YOUR ASSIGNMENT:
Given the entries below, copy each of them out exactly.

(DATA SUPPLIED)

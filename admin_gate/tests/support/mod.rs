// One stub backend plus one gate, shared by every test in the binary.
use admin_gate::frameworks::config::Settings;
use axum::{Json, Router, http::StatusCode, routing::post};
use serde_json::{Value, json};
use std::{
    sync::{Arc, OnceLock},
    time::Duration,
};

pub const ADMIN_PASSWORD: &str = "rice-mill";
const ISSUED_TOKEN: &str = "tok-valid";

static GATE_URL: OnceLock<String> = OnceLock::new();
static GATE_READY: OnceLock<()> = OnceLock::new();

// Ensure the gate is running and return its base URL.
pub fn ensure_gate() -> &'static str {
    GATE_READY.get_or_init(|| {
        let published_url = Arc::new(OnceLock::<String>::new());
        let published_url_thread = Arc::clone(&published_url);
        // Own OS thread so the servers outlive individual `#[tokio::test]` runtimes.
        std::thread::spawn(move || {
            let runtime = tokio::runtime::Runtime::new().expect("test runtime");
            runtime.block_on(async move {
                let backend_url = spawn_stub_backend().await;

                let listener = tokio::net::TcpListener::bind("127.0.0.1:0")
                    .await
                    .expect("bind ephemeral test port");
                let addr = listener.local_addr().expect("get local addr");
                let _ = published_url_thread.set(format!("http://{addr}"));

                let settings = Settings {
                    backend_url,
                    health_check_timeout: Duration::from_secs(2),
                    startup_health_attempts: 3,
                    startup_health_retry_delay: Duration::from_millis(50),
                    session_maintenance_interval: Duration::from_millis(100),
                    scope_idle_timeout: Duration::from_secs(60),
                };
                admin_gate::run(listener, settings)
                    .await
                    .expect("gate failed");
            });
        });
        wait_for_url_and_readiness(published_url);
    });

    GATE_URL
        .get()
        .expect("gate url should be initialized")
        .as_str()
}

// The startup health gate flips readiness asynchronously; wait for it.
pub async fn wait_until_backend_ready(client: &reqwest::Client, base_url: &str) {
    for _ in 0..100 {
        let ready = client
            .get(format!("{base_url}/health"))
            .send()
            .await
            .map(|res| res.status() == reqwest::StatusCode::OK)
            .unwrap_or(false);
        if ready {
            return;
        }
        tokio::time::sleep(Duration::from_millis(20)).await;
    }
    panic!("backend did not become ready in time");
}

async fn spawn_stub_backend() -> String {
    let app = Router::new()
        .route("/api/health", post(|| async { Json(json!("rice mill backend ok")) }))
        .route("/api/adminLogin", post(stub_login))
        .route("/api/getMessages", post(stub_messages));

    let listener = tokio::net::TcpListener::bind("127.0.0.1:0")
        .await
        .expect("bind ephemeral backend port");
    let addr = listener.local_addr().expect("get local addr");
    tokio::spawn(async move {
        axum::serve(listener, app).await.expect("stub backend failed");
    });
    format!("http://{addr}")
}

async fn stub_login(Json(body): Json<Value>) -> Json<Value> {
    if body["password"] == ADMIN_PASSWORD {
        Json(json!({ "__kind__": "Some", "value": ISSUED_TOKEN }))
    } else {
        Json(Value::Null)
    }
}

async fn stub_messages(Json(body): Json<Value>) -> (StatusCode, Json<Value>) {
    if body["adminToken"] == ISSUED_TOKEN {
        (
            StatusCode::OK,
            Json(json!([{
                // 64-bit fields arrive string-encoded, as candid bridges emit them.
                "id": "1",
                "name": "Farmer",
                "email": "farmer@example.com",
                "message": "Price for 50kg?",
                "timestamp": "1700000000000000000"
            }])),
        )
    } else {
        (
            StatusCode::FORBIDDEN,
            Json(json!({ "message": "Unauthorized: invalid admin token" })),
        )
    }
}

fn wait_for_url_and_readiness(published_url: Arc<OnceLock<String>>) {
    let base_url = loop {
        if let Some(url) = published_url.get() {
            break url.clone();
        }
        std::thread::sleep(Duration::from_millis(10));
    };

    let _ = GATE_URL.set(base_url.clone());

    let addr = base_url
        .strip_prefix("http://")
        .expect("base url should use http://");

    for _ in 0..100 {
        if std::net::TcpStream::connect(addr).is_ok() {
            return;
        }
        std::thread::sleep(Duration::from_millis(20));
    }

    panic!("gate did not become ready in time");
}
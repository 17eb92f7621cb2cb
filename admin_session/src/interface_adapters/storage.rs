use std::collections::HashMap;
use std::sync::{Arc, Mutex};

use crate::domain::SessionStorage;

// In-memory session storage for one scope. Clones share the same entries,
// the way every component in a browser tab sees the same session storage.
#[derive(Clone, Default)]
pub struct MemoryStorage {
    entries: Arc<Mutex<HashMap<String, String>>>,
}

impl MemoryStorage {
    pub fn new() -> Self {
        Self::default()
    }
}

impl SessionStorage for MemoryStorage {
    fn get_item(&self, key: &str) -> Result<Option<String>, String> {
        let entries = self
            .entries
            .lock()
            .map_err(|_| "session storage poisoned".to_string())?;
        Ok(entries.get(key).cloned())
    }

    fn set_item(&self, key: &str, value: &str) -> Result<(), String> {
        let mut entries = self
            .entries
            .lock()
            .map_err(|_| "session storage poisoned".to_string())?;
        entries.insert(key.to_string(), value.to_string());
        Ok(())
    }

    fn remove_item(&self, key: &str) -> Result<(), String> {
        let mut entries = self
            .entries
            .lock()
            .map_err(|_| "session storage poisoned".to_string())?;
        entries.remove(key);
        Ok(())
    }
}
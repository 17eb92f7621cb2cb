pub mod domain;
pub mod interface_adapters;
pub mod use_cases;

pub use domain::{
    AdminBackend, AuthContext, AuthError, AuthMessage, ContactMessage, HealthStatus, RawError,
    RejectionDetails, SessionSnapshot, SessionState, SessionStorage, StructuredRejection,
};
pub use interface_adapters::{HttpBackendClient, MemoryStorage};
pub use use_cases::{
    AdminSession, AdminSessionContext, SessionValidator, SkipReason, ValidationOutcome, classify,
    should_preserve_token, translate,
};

(End DATA SUPPLIED)

TASK RESPONSE:
filename admin_gate/tests/support/mod.rs
// One stub backend plus one gate, shared by every test in the binary.
use admin_gate::frameworks::config::Settings;
use axum::{Json, Router, http::StatusCode, routing::post};
use serde_json::{Value, json};
use std::{
    sync::{Arc, OnceLock},
    time::Duration,
};

pub const ADMIN_PASSWORD: &str = "rice-mill";
const ISSUED_TOKEN: &str = "tok-valid";

static GATE_URL: OnceLock<String> = OnceLock::new();
static GATE_READY: OnceLock<()> = OnceLock::new();

// Ensure the gate is running and return its base URL.
pub fn ensure_gate() -> &'static str {
    GATE_READY.get_or_init(|| {
        let published_url = Arc::new(OnceLock::<String>::new());
        let published_url_thread = Arc::clone(&published_url);
        // Own OS thread so the servers outlive individual `#[tokio::test]` runtimes.
        std::thread::spawn(move || {
            let runtime = tokio::runtime::Runtime::new().expect("test runtime");
            runtime.block_on(async move {
                let backend_url = spawn_stub_backend().await;

                let listener = tokio::net::TcpListener::bind("127.0.0.1:0")
                    .await
                    .expect("bind ephemeral test port");
                let addr = listener.local_addr().expect("get local addr");
                let _ = published_url_thread.set(format!("http://{addr}"));

                let settings = Settings {
                    backend_url,
                    health_check_timeout: Duration::from_secs(2),
                    startup_health_attempts: 3,
                    startup_health_retry_delay: Duration::from_millis(50),
                    session_maintenance_interval: Duration::from_millis(100),
                    scope_idle_timeout: Duration::from_secs(60),
                };
                admin_gate::run(listener, settings)
                    .await
                    .expect("gate failed");
            });
        });
        wait_for_url_and_readiness(published_url);
    });

    GATE_URL
        .get()
        .expect("gate url should be initialized")
        .as_str()
}

// The startup health gate flips readiness asynchronously; wait for it.
pub async fn wait_until_backend_ready(client: &reqwest::Client, base_url: &str) {
    for _ in 0..100 {
        let ready = client
            .get(format!("{base_url}/health"))
            .send()
            .await
            .map(|res| res.status() == reqwest::StatusCode::OK)
            .unwrap_or(false);
        if ready {
            return;
        }
        tokio::time::sleep(Duration::from_millis(20)).await;
    }
    panic!("backend did not become ready in time");
}

async fn spawn_stub_backend() -> String {
    let app = Router::new()
        .route("/api/health", post(|| async { Json(json!("rice mill backend ok")) }))
        .route("/api/adminLogin", post(stub_login))
        .route("/api/getMessages", post(stub_messages));

    let listener = tokio::net::TcpListener::bind("127.0.0.1:0")
        .await
        .expect("bind ephemeral backend port");
    let addr = listener.local_addr().expect("get local addr");
    tokio::spawn(async move {
        axum::serve(listener, app).await.expect("stub backend failed");
    });
    format!("http://{addr}")
}

async fn stub_login(Json(body): Json<Value>) -> Json<Value> {
    if body["password"] == ADMIN_PASSWORD {
        Json(json!({ "__kind__": "Some", "value": ISSUED_TOKEN }))
    } else {
        Json(Value::Null)
    }
}

async fn stub_messages(Json(body): Json<Value>) -> (StatusCode, Json<Value>) {
    if body["adminToken"] == ISSUED_TOKEN {
        (
            StatusCode::OK,
            Json(json!([{
                // 64-bit fields arrive string-encoded, as candid bridges emit them.
                "id": "1",
                "name": "Farmer",
                "email": "farmer@example.com",
                "message": "Price for 50kg?",
                "timestamp": "1700000000000000000"
            }])),
        )
    } else {
        (
            StatusCode::FORBIDDEN,
            Json(json!({ "message": "Unauthorized: invalid admin token" })),
        )
    }
}

fn wait_for_url_and_readiness(published_url: Arc<OnceLock<String>>) {
    let base_url = loop {
        if let Some(url) = published_url.get() {
            break url.clone();
        }
        std::thread::sleep(Duration::from_millis(10));
    };

    let _ = GATE_URL.set(base_url.clone());

    let addr = base_url
        .strip_prefix("http://")
        .expect("base url should use http://");

    for _ in 0..100 {
        if std::net::TcpStream::connect(addr).is_ok() {
            return;
        }
        std::thread::sleep(Duration::from_millis(20));
    }

    panic!("gate did not become ready in time");
}
repository 17eb92f7621cb2cb
filename admin_session/src/interface_adapters/storage.rs
use std::collections::HashMap;
use std::sync::{Arc, Mutex};

use crate::domain::SessionStorage;

// In-memory session storage for one scope. Clones share the same entries,
// the way every component in a browser tab sees the same session storage.
#[derive(Clone, Default)]
pub struct MemoryStorage {
    entries: Arc<Mutex<HashMap<String, String>>>,
}

impl MemoryStorage {
    pub fn new() -> Self {
        Self::default()
    }
}

impl SessionStorage for MemoryStorage {
    fn get_item(&self, key: &str) -> Result<Option<String>, String> {
        let entries = self
            .entries
            .lock()
            .map_err(|_| "session storage poisoned".to_string())?;
        Ok(entries.get(key).cloned())
    }

    fn set_item(&self, key: &str, value: &str) -> Result<(), String> {
        let mut entries = self
            .entries
            .lock()
            .map_err(|_| "session storage poisoned".to_string())?;
        entries.insert(key.to_string(), value.to_string());
        Ok(())
    }

    fn remove_item(&self, key: &str) -> Result<(), String> {
        let mut entries = self
            .entries
            .lock()
            .map_err(|_| "session storage poisoned".to_string())?;
        entries.remove(key);
        Ok(())
    }
}
repository 17eb92f7621cb2cb
pub mod domain;
pub mod interface_adapters;
pub mod use_cases;

pub use domain::{
    AdminBackend, AuthContext, AuthError, AuthMessage, ContactMessage, HealthStatus, RawError,
    RejectionDetails, SessionSnapshot, SessionState, SessionStorage, StructuredRejection,
};
pub use interface_adapters::{HttpBackendClient, MemoryStorage};
pub use use_cases::{
    AdminSession, AdminSessionContext, SessionValidator, SkipReason, ValidationOutcome, classify,
    should_preserve_token, translate,
};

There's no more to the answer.